I have automatically generated a huge, but very simple .cpp file. It defines a class:
#include <QString>
#include <map>
class CTrigramFrequencyTable_English
{
public:
CTrigramFrequencyTable_English();
private:
std::map<QString /*trigram*/, quint64 /*count*/> _trigramFrequencyTable;
const quint64 _totalTrigramCount;
};
and puts 10k lines of the following kind in the constructor:
_trigramFrequencyTable[QString("and")] = 48760ull;
I have started compiling this .cpp about 10 minutes ago, and it's still ongoing. Is there any way to achieve what I want and reduce compilation time? Why is it even taking so long? I've seen quite a few libraries with 3k-5k lines of regular code, even with templates, and it compiled very fast.
Bottom line - I don't want to put my data into a resource file and parse this file, I wanted to compile the data directly into the binary.
P. S. 10k lines file compiles in about 30 seconds in debug configuration; in release I waited for 10 minutes and terminated the process.
By experience (in MELT, with recent GCC -e.g. 4.8 or 4.9) with generated C++ (sort of C like) code, the compilation time of a routine is quadratic in size (in number of lines) of that routine as soon as you want the compiler to optimize.
Register allocation and instruction scheduling algorithms inside any optimizing compiler are hard and complex!

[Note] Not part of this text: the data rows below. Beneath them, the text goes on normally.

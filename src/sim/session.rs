//! Session orchestration: level flow, difficulty and game over
//!
//! A [`Session`] owns the [`GameState`] plus the host capabilities the core
//! talks to. Level flow:
//!
//! ```text
//! Setup -> Countdown -> Running -> LevelComplete -> Countdown (level + 1) ...
//!                          \-> GameOver
//! ```

use super::collision::{Overlap, detect_overlaps};
use super::prompt::PromptKind;
use super::schedule::TimerAction;
use super::state::{GameEvent, GamePhase, GameState};
use crate::error::GameError;
use crate::hooks::{self, NoopHooks, SessionHooks, SpeechOutput};
use crate::tuning::Tuning;
use crate::vocab::Vocabulary;

pub struct Session {
    pub state: GameState,
    pub(crate) tuning: Tuning,
    pub(crate) vocab: Box<dyn Vocabulary>,
    pub(crate) hooks: Box<dyn SessionHooks>,
    pub(crate) speech: Option<Box<dyn SpeechOutput>>,
}

impl Session {
    /// Build the ground and check the vocabulary can produce prompts
    pub fn new(
        seed: u64,
        tuning: Tuning,
        vocab: Box<dyn Vocabulary>,
        hooks: Box<dyn SessionHooks>,
    ) -> Result<Self, GameError> {
        tuning.validate()?;
        vocab.validate()?;

        let state = GameState::new(seed, &tuning);
        log::info!(
            "Session ready: seed={}, blocks={}, playfield={:?}",
            seed,
            state.blocks.len(),
            state.playfield
        );

        Ok(Self {
            state,
            tuning,
            vocab,
            hooks,
            speech: None,
        })
    }

    /// Session without host notifications
    pub fn headless(
        seed: u64,
        tuning: Tuning,
        vocab: Box<dyn Vocabulary>,
    ) -> Result<Self, GameError> {
        Self::new(seed, tuning, vocab, Box::new(NoopHooks))
    }

    pub fn with_speech(mut self, speech: Box<dyn SpeechOutput>) -> Self {
        self.speech = Some(speech);
        self
    }

    pub fn tuning(&self) -> &Tuning {
        &self.tuning
    }

    pub fn score(&self) -> u64 {
        self.state.score
    }

    pub fn level(&self) -> u32 {
        self.state.level
    }

    pub fn phase(&self) -> GamePhase {
        self.state.phase
    }

    pub fn drain_events(&mut self) -> Vec<GameEvent> {
        std::mem::take(&mut self.state.events)
    }

    /// Attach the host's render/physics handle to a prompt
    ///
    /// Returns false if the prompt is already gone.
    pub fn bind_handle(&mut self, prompt: u32, handle: u64) -> bool {
        match self.state.prompt_mut(prompt) {
            Some(target) => {
                target.handle = Some(handle);
                true
            }
            None => false,
        }
    }

    /// Begin the countdown for the current level
    ///
    /// Only valid from Setup or LevelComplete; returns false otherwise.
    pub fn start_level(&mut self) -> Result<bool, GameError> {
        if !matches!(self.state.phase, GamePhase::Setup | GamePhase::LevelComplete) {
            return Ok(false);
        }

        let level = self.state.level;
        let ticks = self.tuning.countdown_ticks;
        self.state.phase = GamePhase::Countdown;
        self.state.push_event(GameEvent::LevelStarting {
            level,
            countdown: ticks,
        });
        log::info!("Starting level {level} in {ticks}");

        if ticks == 0 {
            self.begin_running()?;
        } else {
            self.state.timers.arm(
                self.tuning.countdown_interval_ms,
                TimerAction::Countdown {
                    remaining: ticks - 1,
                },
            );
        }
        Ok(true)
    }

    pub(crate) fn countdown(&mut self, remaining: u32) -> Result<(), GameError> {
        if self.state.phase != GamePhase::Countdown {
            return Ok(());
        }
        if remaining == 0 {
            return self.begin_running();
        }
        self.state.push_event(GameEvent::CountdownTick {
            level: self.state.level,
            remaining,
        });
        self.state.timers.arm(
            self.tuning.countdown_interval_ms,
            TimerAction::Countdown {
                remaining: remaining - 1,
            },
        );
        Ok(())
    }

    fn begin_running(&mut self) -> Result<(), GameError> {
        let level = self.state.level;
        // Draw the first prompt before committing to the level
        let first = match self.prepare_prompt(PromptKind::Falling) {
            Ok(prompt) => prompt,
            Err(err) => {
                self.abort_level_start();
                return Err(err);
            }
        };

        self.state.phase = GamePhase::Running;
        let level_ms = self.tuning.level_time_seconds.saturating_mul(1000);
        self.state.level_timer = Some(self.state.timers.arm(level_ms, TimerAction::LevelEnd));
        self.state.push_event(GameEvent::LevelRunning { level });
        hooks::report(self.hooks.on_selection_cleared(), "clearing selection");
        log::info!("Level {level} running");

        self.insert_prompt(first, true);
        let drift_delay = self.state.rng.between(
            self.tuning.first_drift_delay.from,
            self.tuning.first_drift_delay.to,
        );
        self.state.timers.arm(
            drift_delay,
            TimerAction::Spawn {
                kind: PromptKind::BonusDrift,
                rearm: true,
            },
        );
        let bonus_delay = self.state.rng.between(
            self.tuning.first_bonus_falling_delay.from,
            self.tuning.first_bonus_falling_delay.to,
        );
        self.state.timers.arm(
            bonus_delay,
            TimerAction::Spawn {
                kind: PromptKind::BonusFalling,
                rearm: true,
            },
        );
        Ok(())
    }

    /// Back out of a level start the vocabulary could not supply
    ///
    /// The session returns to where `start_level` was called from, so the
    /// host can report the failure or retry.
    fn abort_level_start(&mut self) {
        self.state.timers.cancel_all();
        self.state.level_timer = None;
        self.state.phase = if self.state.level > 1 {
            GamePhase::LevelComplete
        } else {
            GamePhase::Setup
        };
        log::error!("Level {} could not start", self.state.level);
    }

    /// Finish the running level and count down into the next, harder one
    ///
    /// The built-in level timer calls this when it runs out; a host running
    /// its own level clock may call it instead. Ignored (false) unless a
    /// level is running.
    pub fn next_level(&mut self) -> Result<bool, GameError> {
        if self.state.phase != GamePhase::Running {
            return Ok(false);
        }

        self.end_level();
        let finished = self.state.level;
        self.state.phase = GamePhase::LevelComplete;
        self.state.push_event(GameEvent::LevelComplete {
            level: finished,
            score: self.state.score,
        });

        let step = self.tuning.falling_speed_per_level;
        self.state.level += 1;
        self.state.falling_speed += step;
        self.state.bonus_falling_speed += step;
        self.state.windows.scale(self.tuning.inverted_window_gap_ms);
        log::info!(
            "Level {} complete (score {}), next falling speed {}, windows {:?}",
            finished,
            self.state.score,
            self.state.falling_speed,
            self.state.windows
        );

        self.start_level()?;
        Ok(true)
    }

    /// Cancel every pending timer and clear the board
    fn end_level(&mut self) {
        let cancelled = self.state.timers.cancel_all();
        self.state.level_timer = None;
        log::debug!(
            "Ending level {}: cancelled {} timers, clearing {} prompts",
            self.state.level,
            cancelled,
            self.state.prompts.len()
        );
        self.state.prompts.clear();
        self.state.projectiles.clear();
        hooks::report(self.hooks.on_selection_cleared(), "clearing selection");
    }

    pub(crate) fn game_over(&mut self) {
        if self.state.phase == GamePhase::GameOver {
            return;
        }
        self.end_level();
        self.state.phase = GamePhase::GameOver;
        let score = self.state.score;
        self.state.push_event(GameEvent::GameOver { score });
        log::info!("Game over at level {} with score {}", self.state.level, score);
        self.hooks.on_game_over(score);
    }

    /// Advance time, then detect and resolve overlaps
    pub fn step(&mut self, dt_ms: u32) -> Result<(), GameError> {
        self.tick(dt_ms)?;
        let overlaps = detect_overlaps(&self.state, &self.tuning);
        self.apply_overlaps(&overlaps)
    }

    /// Resolve host-reported overlaps in order
    pub fn apply_overlaps(&mut self, overlaps: &[Overlap]) -> Result<(), GameError> {
        for overlap in overlaps {
            if self.state.phase != GamePhase::Running {
                break;
            }
            match *overlap {
                Overlap::ProjectileHit { projectile, prompt } => {
                    self.on_projectile_hit(projectile, prompt)?;
                }
                Overlap::PromptOnBlock { prompt, block } => {
                    self.on_prompt_reaches_block(prompt, block);
                }
            }
        }
        Ok(())
    }
}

In your particular case, you should consider changing your C++ code generating script to emit something like:
struct my_trigram_pair_st {
const char*name;
unsigned long long freq;
};
const struct my_trigram_pair_st my_trigrams[]= {
{ "and", 48760ull },
// zillions of similar lines
{ NULL, NULL }
};
and preferably, emit that as C (not C++) code. It can be C code, since const char*
is a plain C-string (for literal strings like "and"
), and the freq
is a plain number. Change also your generator to emit legal C99 strings (so don't emit Ô
inside, but \303\224
or preferably \xc3\x94
...)
Then, adjust your C++ program to use that:
extern "C" const struct my_trigram_pair_st my_trigrams[];
for (int i=0; my_trigrams[i].name != nullptr; i++)
_trigramFrequencyTable[QString(my_trigrams[i].name)]
= my_trigrams[i].freq;
Here you are converting UTF8 const char*
to QString
-s at run time.
If you need your script to generate functions, make your script split these functions into smaller functions (of e.g. at most a thousand lines each).
Alternatively put your huge data in e.g. some Sqlite and/or Json file.... (you could even have some Sqlite file with JSON inside).
You could also disable optimizations in your compiler when compiling that particular file.... Or you could wait much longer (hours).